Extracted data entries

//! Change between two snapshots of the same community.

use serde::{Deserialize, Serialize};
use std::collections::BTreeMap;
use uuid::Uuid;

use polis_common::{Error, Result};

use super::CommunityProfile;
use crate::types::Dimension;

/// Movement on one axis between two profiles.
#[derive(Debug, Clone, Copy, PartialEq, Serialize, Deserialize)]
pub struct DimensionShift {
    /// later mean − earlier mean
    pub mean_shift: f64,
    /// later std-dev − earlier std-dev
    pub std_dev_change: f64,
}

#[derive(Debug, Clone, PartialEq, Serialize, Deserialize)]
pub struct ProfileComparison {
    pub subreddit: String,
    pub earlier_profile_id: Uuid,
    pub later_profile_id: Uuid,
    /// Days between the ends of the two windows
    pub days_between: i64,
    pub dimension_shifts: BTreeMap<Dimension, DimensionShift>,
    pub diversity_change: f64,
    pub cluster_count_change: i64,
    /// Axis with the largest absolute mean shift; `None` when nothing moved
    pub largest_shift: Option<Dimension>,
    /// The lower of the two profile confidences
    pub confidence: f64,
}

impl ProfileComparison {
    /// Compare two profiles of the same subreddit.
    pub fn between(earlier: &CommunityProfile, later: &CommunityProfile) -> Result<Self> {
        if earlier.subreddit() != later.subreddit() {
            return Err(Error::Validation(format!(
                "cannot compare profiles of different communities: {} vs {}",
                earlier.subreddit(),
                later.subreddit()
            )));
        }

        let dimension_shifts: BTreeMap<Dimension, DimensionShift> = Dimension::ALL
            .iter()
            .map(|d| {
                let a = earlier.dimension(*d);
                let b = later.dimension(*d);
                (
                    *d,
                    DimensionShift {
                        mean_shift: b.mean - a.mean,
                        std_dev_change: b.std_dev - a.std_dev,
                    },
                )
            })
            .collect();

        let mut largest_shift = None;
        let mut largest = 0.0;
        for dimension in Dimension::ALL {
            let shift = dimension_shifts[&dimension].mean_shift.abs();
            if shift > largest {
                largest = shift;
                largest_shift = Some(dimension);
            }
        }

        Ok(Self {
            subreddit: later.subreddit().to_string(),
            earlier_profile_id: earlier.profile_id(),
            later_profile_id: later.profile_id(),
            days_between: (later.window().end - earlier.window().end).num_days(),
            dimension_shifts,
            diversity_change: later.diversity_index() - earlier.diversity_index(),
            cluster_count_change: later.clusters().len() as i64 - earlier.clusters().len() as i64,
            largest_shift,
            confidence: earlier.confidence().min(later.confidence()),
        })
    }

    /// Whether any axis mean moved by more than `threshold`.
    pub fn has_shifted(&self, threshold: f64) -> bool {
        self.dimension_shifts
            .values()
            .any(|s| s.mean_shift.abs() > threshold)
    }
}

TASK REQUIREMENTS -> Including any blank lines, repeat the data exactly.

EXPECTED OUTPUT ->
//! Change between two snapshots of the same community.

use serde::{Deserialize, Serialize};
use std::collections::BTreeMap;
use uuid::Uuid;

use polis_common::{Error, Result};

use super::CommunityProfile;
use crate::types::Dimension;

/// Movement on one axis between two profiles.
#[derive(Debug, Clone, Copy, PartialEq, Serialize, Deserialize)]
pub struct DimensionShift {
    /// later mean − earlier mean
    pub mean_shift: f64,
    /// later std-dev − earlier std-dev
    pub std_dev_change: f64,
}

#[derive(Debug, Clone, PartialEq, Serialize, Deserialize)]
pub struct ProfileComparison {
    pub subreddit: String,
    pub earlier_profile_id: Uuid,
    pub later_profile_id: Uuid,
    /// Days between the ends of the two windows
    pub days_between: i64,
    pub dimension_shifts: BTreeMap<Dimension, DimensionShift>,
    pub diversity_change: f64,
    pub cluster_count_change: i64,
    /// Axis with the largest absolute mean shift; `None` when nothing moved
    pub largest_shift: Option<Dimension>,
    /// The lower of the two profile confidences
    pub confidence: f64,
}

impl ProfileComparison {
    /// Compare two profiles of the same subreddit.
    pub fn between(earlier: &CommunityProfile, later: &CommunityProfile) -> Result<Self> {
        if earlier.subreddit() != later.subreddit() {
            return Err(Error::Validation(format!(
                "cannot compare profiles of different communities: {} vs {}",
                earlier.subreddit(),
                later.subreddit()
            )));
        }

        let dimension_shifts: BTreeMap<Dimension, DimensionShift> = Dimension::ALL
            .iter()
            .map(|d| {
                let a = earlier.dimension(*d);
                let b = later.dimension(*d);
                (
                    *d,
                    DimensionShift {
                        mean_shift: b.mean - a.mean,
                        std_dev_change: b.std_dev - a.std_dev,
                    },
                )
            })
            .collect();

        let mut largest_shift = None;
        let mut largest = 0.0;
        for dimension in Dimension::ALL {
            let shift = dimension_shifts[&dimension].mean_shift.abs();
            if shift > largest {
                largest = shift;
                largest_shift = Some(dimension);
            }
        }

        Ok(Self {
            subreddit: later.subreddit().to_string(),
            earlier_profile_id: earlier.profile_id(),
            later_profile_id: later.profile_id(),
            days_between: (later.window().end - earlier.window().end).num_days(),
            dimension_shifts,
            diversity_change: later.diversity_index() - earlier.diversity_index(),
            cluster_count_change: later.clusters().len() as i64 - earlier.clusters().len() as i64,
            largest_shift,
            confidence: earlier.confidence().min(later.confidence()),
        })
    }

    /// Whether any axis mean moved by more than `threshold`.
    pub fn has_shifted(&self, threshold: f64) -> bool {
        self.dimension_shifts
            .values()
            .any(|s| s.mean_shift.abs() > threshold)
    }
}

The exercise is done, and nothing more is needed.